▸ **DATASET ENTRIES**:

/// Aggregated focus/leave totals over closed blocks plus the open block.
#[derive(Debug, Clone, Serialize, Deserialize)]
pub struct SummaryStats {
    pub total_focus_minutes: f64,
    pub total_leave_minutes: f64,
    pub focus_blocks: usize,
    pub leave_blocks: usize,
}

struct TrackingState {
    tracker: TimeTracker,
    records: Vec<TimeBlock>,
}

/// One independently monitored camera with its own time-tracking state.
///
/// Owns a frame source, a drop-oldest frame buffer, and two loops: a
/// capture loop that drains the camera at full speed and a processing loop
/// paced to the configured detection rate. Closed blocks land in an
/// append-only log readable while detection continues, and are additionally
/// offered once through a single-consumer notification channel.
pub struct MonitorSession {
    id: String,
    config: ProcessingConfig,
    source: Arc<tokio::sync::Mutex<Box<dyn FrameSource>>>,
    detector: Arc<dyn PersonDetector>,
    buffer: Arc<FrameBuffer>,
    state: Arc<RwLock<TrackingState>>,
    record_tx: Sender<TimeBlock>,
    record_rx: Receiver<TimeBlock>,
    cancel: Mutex<CancellationToken>,
    running: AtomicBool,
    show_overlay: AtomicBool,
    tasks: tokio::sync::Mutex<Vec<JoinHandle<()>>>,
}

impl std::fmt::Debug for MonitorSession {
    fn fmt(&self, f: &mut std::fmt::Formatter<'_>) -> std::fmt::Result {
        f.debug_struct("MonitorSession")
            .field("id", &self.id)
            .field("running", &self.running.load(Ordering::Relaxed))
            .field("show_overlay", &self.show_overlay.load(Ordering::Relaxed))
            .finish_non_exhaustive()
    }
}
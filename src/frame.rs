use serde::{Deserialize, Serialize};
use std::sync::Arc;
use std::time::SystemTime;

/// Frame format enumeration supporting different video formats
#[derive(Debug, Clone, Copy, PartialEq, Eq, Serialize, Deserialize)]
pub enum FrameFormat {
    /// Motion JPEG format - compressed JPEG frames
    Mjpeg,
    /// YUV 4:2:2 format - uncompressed YUV data
    Yuyv,
    /// RGB24 format - uncompressed RGB data
    Rgb24,
}

impl FrameFormat {
    /// Get bytes per pixel for the format
    pub fn bytes_per_pixel(&self) -> usize {
        match self {
            FrameFormat::Mjpeg => 0, // Variable size, compressed
            FrameFormat::Yuyv => 2,
            FrameFormat::Rgb24 => 3,
        }
    }

    /// Check if format is compressed
    pub fn is_compressed(&self) -> bool {
        matches!(self, FrameFormat::Mjpeg)
    }
}

/// Frame data structure containing raw frame data and metadata
#[derive(Debug, Clone)]
pub struct FrameData {
    /// Unique frame identifier
    pub id: u64,
    /// Timestamp when frame was captured
    pub timestamp: SystemTime,
    /// Raw frame data (shared ownership for efficiency)
    pub data: Arc<Vec<u8>>,
    /// Frame width in pixels
    pub width: u32,
    /// Frame height in pixels
    pub height: u32,
    /// Frame format
    pub format: FrameFormat,
}

impl FrameData {
    /// Create a new frame data instance
    pub fn new(
        id: u64,
        timestamp: SystemTime,
        data: Vec<u8>,
        width: u32,
        height: u32,
        format: FrameFormat,
    ) -> Self {
        Self {
            id,
            timestamp,
            data: Arc::new(data),
            width,
            height,
            format,
        }
    }

    /// Get the expected frame size for uncompressed formats
    pub fn expected_size(&self) -> Option<usize> {
        if self.format.is_compressed() {
            None
        } else {
            Some(self.width as usize * self.height as usize * self.format.bytes_per_pixel())
        }
    }

    /// Validate frame data size against expected size
    pub fn validate_size(&self) -> bool {
        match self.expected_size() {
            Some(expected) => self.data.len() == expected,
            None => true, // Compressed formats have variable size
        }
    }

    /// Get frame age in milliseconds
    pub fn age_ms(&self) -> u64 {
        SystemTime::now()
            .duration_since(self.timestamp)
            .unwrap_or_default()
            .as_millis() as u64
    }

    /// Check if frame is older than specified duration
    pub fn is_older_than(&self, duration: std::time::Duration) -> bool {
        SystemTime::now()
            .duration_since(self.timestamp)
            .map(|age| age > duration)
            .unwrap_or(false)
    }
}

#[cfg(test)]
mod tests {
    use super::*;
    use std::time::Duration;

    #[test]
    fn test_frame_format_properties() {
        assert_eq!(FrameFormat::Mjpeg.bytes_per_pixel(), 0);
        assert_eq!(FrameFormat::Yuyv.bytes_per_pixel(), 2);
        assert_eq!(FrameFormat::Rgb24.bytes_per_pixel(), 3);

        assert!(FrameFormat::Mjpeg.is_compressed());
        assert!(!FrameFormat::Yuyv.is_compressed());
        assert!(!FrameFormat::Rgb24.is_compressed());
    }

    #[test]
    fn test_frame_data_creation() {
        let data = vec![0u8; 640 * 480 * 3];
        let frame = FrameData::new(1, SystemTime::now(), data, 640, 480, FrameFormat::Rgb24);

        assert_eq!(frame.id, 1);
        assert_eq!(frame.width, 640);
        assert_eq!(frame.height, 480);
        assert_eq!(frame.format, FrameFormat::Rgb24);
        assert!(frame.validate_size());
    }

    #[test]
    fn test_frame_size_validation() {
        // Valid YUYV frame
        let valid_frame = FrameData::new(
            1,
            SystemTime::now(),
            vec![0u8; 640 * 480 * 2],
            640,
            480,
            FrameFormat::Yuyv,
        );
        assert!(valid_frame.validate_size());

        // Invalid YUYV frame (wrong size)
        let invalid_frame = FrameData::new(
            2,
            SystemTime::now(),
            vec![0u8; 100],
            640,
            480,
            FrameFormat::Yuyv,
        );
        assert!(!invalid_frame.validate_size());

        // MJPEG frame (compressed, always valid)
        let mjpeg_frame = FrameData::new(
            3,
            SystemTime::now(),
            vec![0u8; 5000],
            640,
            480,
            FrameFormat::Mjpeg,
        );
        assert!(mjpeg_frame.validate_size());
    }

    #[test]
    fn test_frame_age() {
        let past_time = SystemTime::now() - Duration::from_millis(100);
        let frame = FrameData::new(1, past_time, vec![0u8; 100], 640, 480, FrameFormat::Mjpeg);

        assert!(frame.is_older_than(Duration::from_millis(50)));
        assert!(!frame.is_older_than(Duration::from_millis(200)));
    }
}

▸ **ACTIVITY**: Set down all of the lines above without altering a word.

▸ **RESULT OF THIS EXERCISE**:
/// Aggregated focus/leave totals over closed blocks plus the open block.
#[derive(Debug, Clone, Serialize, Deserialize)]
pub struct SummaryStats {
    pub total_focus_minutes: f64,
    pub total_leave_minutes: f64,
    pub focus_blocks: usize,
    pub leave_blocks: usize,
}

struct TrackingState {
    tracker: TimeTracker,
    records: Vec<TimeBlock>,
}

/// One independently monitored camera with its own time-tracking state.
///
/// Owns a frame source, a drop-oldest frame buffer, and two loops: a
/// capture loop that drains the camera at full speed and a processing loop
/// paced to the configured detection rate. Closed blocks land in an
/// append-only log readable while detection continues, and are additionally
/// offered once through a single-consumer notification channel.
pub struct MonitorSession {
    id: String,
    config: ProcessingConfig,
    source: Arc<tokio::sync::Mutex<Box<dyn FrameSource>>>,
    detector: Arc<dyn PersonDetector>,
    buffer: Arc<FrameBuffer>,
    state: Arc<RwLock<TrackingState>>,
    record_tx: Sender<TimeBlock>,
    record_rx: Receiver<TimeBlock>,
    cancel: Mutex<CancellationToken>,
    running: AtomicBool,
    show_overlay: AtomicBool,
    tasks: tokio::sync::Mutex<Vec<JoinHandle<()>>>,
}

impl std::fmt::Debug for MonitorSession {
    fn fmt(&self, f: &mut std::fmt::Formatter<'_>) -> std::fmt::Result {
        f.debug_struct("MonitorSession")
            .field("id", &self.id)
            .field("running", &self.running.load(Ordering::Relaxed))
            .field("show_overlay", &self.show_overlay.load(Ordering::Relaxed))
            .finish_non_exhaustive()
    }
}
filename src/frame.rs
use serde::{Deserialize, Serialize};
use std::sync::Arc;
use std::time::SystemTime;

/// Frame format enumeration supporting different video formats
#[derive(Debug, Clone, Copy, PartialEq, Eq, Serialize, Deserialize)]
pub enum FrameFormat {
    /// Motion JPEG format - compressed JPEG frames
    Mjpeg,
    /// YUV 4:2:2 format - uncompressed YUV data
    Yuyv,
    /// RGB24 format - uncompressed RGB data
    Rgb24,
}

impl FrameFormat {
    /// Get bytes per pixel for the format
    pub fn bytes_per_pixel(&self) -> usize {
        match self {
            FrameFormat::Mjpeg => 0, // Variable size, compressed
            FrameFormat::Yuyv => 2,
            FrameFormat::Rgb24 => 3,
        }
    }

    /// Check if format is compressed
    pub fn is_compressed(&self) -> bool {
        matches!(self, FrameFormat::Mjpeg)
    }
}

/// Frame data structure containing raw frame data and metadata
#[derive(Debug, Clone)]
pub struct FrameData {
    /// Unique frame identifier
    pub id: u64,
    /// Timestamp when frame was captured
    pub timestamp: SystemTime,
    /// Raw frame data (shared ownership for efficiency)
    pub data: Arc<Vec<u8>>,
    /// Frame width in pixels
    pub width: u32,
    /// Frame height in pixels
    pub height: u32,
    /// Frame format
    pub format: FrameFormat,
}

impl FrameData {
    /// Create a new frame data instance
    pub fn new(
        id: u64,
        timestamp: SystemTime,
        data: Vec<u8>,
        width: u32,
        height: u32,
        format: FrameFormat,
    ) -> Self {
        Self {
            id,
            timestamp,
            data: Arc::new(data),
            width,
            height,
            format,
        }
    }

    /// Get the expected frame size for uncompressed formats
    pub fn expected_size(&self) -> Option<usize> {
        if self.format.is_compressed() {
            None
        } else {
            Some(self.width as usize * self.height as usize * self.format.bytes_per_pixel())
        }
    }

    /// Validate frame data size against expected size
    pub fn validate_size(&self) -> bool {
        match self.expected_size() {
            Some(expected) => self.data.len() == expected,
            None => true, // Compressed formats have variable size
        }
    }

    /// Get frame age in milliseconds
    pub fn age_ms(&self) -> u64 {
        SystemTime::now()
            .duration_since(self.timestamp)
            .unwrap_or_default()
            .as_millis() as u64
    }

    /// Check if frame is older than specified duration
    pub fn is_older_than(&self, duration: std::time::Duration) -> bool {
        SystemTime::now()
            .duration_since(self.timestamp)
            .map(|age| age > duration)
            .unwrap_or(false)
    }
}

#[cfg(test)]
mod tests {
    use super::*;
    use std::time::Duration;

    #[test]
    fn test_frame_format_properties() {
        assert_eq!(FrameFormat::Mjpeg.bytes_per_pixel(), 0);
        assert_eq!(FrameFormat::Yuyv.bytes_per_pixel(), 2);
        assert_eq!(FrameFormat::Rgb24.bytes_per_pixel(), 3);

        assert!(FrameFormat::Mjpeg.is_compressed());
        assert!(!FrameFormat::Yuyv.is_compressed());
        assert!(!FrameFormat::Rgb24.is_compressed());
    }

    #[test]
    fn test_frame_data_creation() {
        let data = vec![0u8; 640 * 480 * 3];
        let frame = FrameData::new(1, SystemTime::now(), data, 640, 480, FrameFormat::Rgb24);

        assert_eq!(frame.id, 1);
        assert_eq!(frame.width, 640);
        assert_eq!(frame.height, 480);
        assert_eq!(frame.format, FrameFormat::Rgb24);
        assert!(frame.validate_size());
    }

    #[test]
    fn test_frame_size_validation() {
        // Valid YUYV frame
        let valid_frame = FrameData::new(
            1,
            SystemTime::now(),
            vec![0u8; 640 * 480 * 2],
            640,
            480,
            FrameFormat::Yuyv,
        );
        assert!(valid_frame.validate_size());

        // Invalid YUYV frame (wrong size)
        let invalid_frame = FrameData::new(
            2,
            SystemTime::now(),
            vec![0u8; 100],
            640,
            480,
            FrameFormat::Yuyv,
        );
        assert!(!invalid_frame.validate_size());

        // MJPEG frame (compressed, always valid)
        let mjpeg_frame = FrameData::new(
            3,
            SystemTime::now(),
            vec![0u8; 5000],
            640,
            480,
            FrameFormat::Mjpeg,
        );
        assert!(mjpeg_frame.validate_size());
    }

    #[test]
    fn test_frame_age() {
        let past_time = SystemTime::now() - Duration::from_millis(100);
        let frame = FrameData::new(1, past_time, vec![0u8; 100], 640, 480, FrameFormat::Mjpeg);

        assert!(frame.is_older_than(Duration::from_millis(50)));
        assert!(!frame.is_older_than(Duration::from_millis(200)));
    }
}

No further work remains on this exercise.